Re-branding and improving the quality of its product will go a long way toward recapturing the area’s image, especially to take advantage of the opportunities the 2014 Olympics project will create. However, one of the biggest hurdles to overcome for the Dagomys-chai plantation and others in the region is labor. There is an acute shortage of labor in the Russian tea industry, and the existing labor force is aging. Having come of age in the midst of the Soviet system, they are reluctant to adapt to the pressures of the global tea market. Unfortunately, the youth in the area are much more eager to look for jobs in urban areas instead of working on a plantation. All tea-producing countries face this challenge, but in Russia’s case, the situation is more acute. In fact, the management of the plantation has unsuccessfully experimented with seasonal workers from China to supplement its workforce.

One of the workers who made a particular impression on me was Anatoly Istomin. In 1986, he was working at a tea plantation in Georgia when the Chernobyl nuclear disaster occurred. The plantation was exposed to atomic toxins, and consequently, the plantation workers were given state pensions and housing, and then relocated throughout Russia. Because he had experience running tea-plucking machines in Georgia, Istomin was hired by Dagomys-chai. One of the jewels of the Dagomys-chai plantation is the Sochi Tea House.

“I am sure that if Sochi wins its bid to host the Winter Olympics, the Sochi Tea House will be one of the top tourist destinations.”

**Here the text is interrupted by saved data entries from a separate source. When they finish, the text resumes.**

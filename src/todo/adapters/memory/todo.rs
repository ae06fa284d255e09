//! In-memory repository for todo tests and local runs.

use async_trait::async_trait;
use std::collections::BTreeMap;
use std::sync::{Arc, RwLock, RwLockReadGuard, RwLockWriteGuard};

use crate::todo::{
    domain::{NewTodo, Todo, TodoId},
    ports::{TodoRepository, TodoRepositoryError, TodoRepositoryResult},
};

/// Thread-safe in-memory todo repository.
///
/// Identifiers start at 1 and are never reused, mirroring a `SERIAL` column.
#[derive(Debug, Clone, Default)]
pub struct InMemoryTodoRepository {
    state: Arc<RwLock<InMemoryTodoState>>,
}

#[derive(Debug, Default)]
struct InMemoryTodoState {
    todos: BTreeMap<TodoId, Todo>,
    last_id: i32,
}

impl InMemoryTodoRepository {
    /// Creates an empty in-memory repository.
    #[must_use]
    pub fn new() -> Self {
        Self::default()
    }

    fn read(&self) -> TodoRepositoryResult<RwLockReadGuard<'_, InMemoryTodoState>> {
        self.state.read().map_err(|err| {
            TodoRepositoryError::persistence(std::io::Error::other(err.to_string()))
        })
    }

    fn write(&self) -> TodoRepositoryResult<RwLockWriteGuard<'_, InMemoryTodoState>> {
        self.state.write().map_err(|err| {
            TodoRepositoryError::persistence(std::io::Error::other(err.to_string()))
        })
    }
}

#[async_trait]
impl TodoRepository for InMemoryTodoRepository {
    async fn list(&self) -> TodoRepositoryResult<Vec<Todo>> {
        let state = self.read()?;
        Ok(state.todos.values().cloned().collect())
    }

    async fn store(&self, todo: &NewTodo) -> TodoRepositoryResult<Todo> {
        let mut state = self.write()?;
        let next_id = state.last_id.checked_add(1).ok_or_else(|| {
            TodoRepositoryError::persistence(std::io::Error::other("todo id sequence exhausted"))
        })?;
        state.last_id = next_id;

        let stored = todo.clone().into_todo(TodoId::new(next_id));
        state.todos.insert(stored.id(), stored.clone());
        Ok(stored)
    }

    async fn find_by_id(&self, id: TodoId) -> TodoRepositoryResult<Option<Todo>> {
        let state = self.read()?;
        Ok(state.todos.get(&id).cloned())
    }

    async fn set_completed(&self, id: TodoId, completed: bool) -> TodoRepositoryResult<Todo> {
        let mut state = self.write()?;
        let todo = state
            .todos
            .get_mut(&id)
            .ok_or(TodoRepositoryError::NotFound(id))?;
        todo.set_completed(completed);
        Ok(todo.clone())
    }

    async fn delete(&self, id: TodoId) -> TodoRepositoryResult<()> {
        let mut state = self.write()?;
        state
            .todos
            .remove(&id)
            .map(|_| ())
            .ok_or(TodoRepositoryError::NotFound(id))
    }
}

Built in the 1970s to host international guests of the Soviet state, the tearoom is one of the largest and most intricate I have visited. A two-story structure that can easily accommodate more than 300 visitors, the tearoom offers panoramic views of the surrounding countryside. Visitors are greeted by men and women dressed in colorful, traditional attire. The walls are home to exquisite Russian art, which comes alive with folk music performed by singers in the main hall. The tearoom’s director, Valentina Karagozyan, told me that one of the paintings displayed is likely worth more than the entire operation itself.

I am sure that if Sochi wins its bid to host the Winter Olympics, the Sochi Tea House will be one of the top tourist destinations. The Olympics will also be a great opportunity to showcase the quality teas produced by the resurgent Russian tea industry. Tea from this region remains an undiscovered jewel—the result of a rich brew of history, culture and flavor.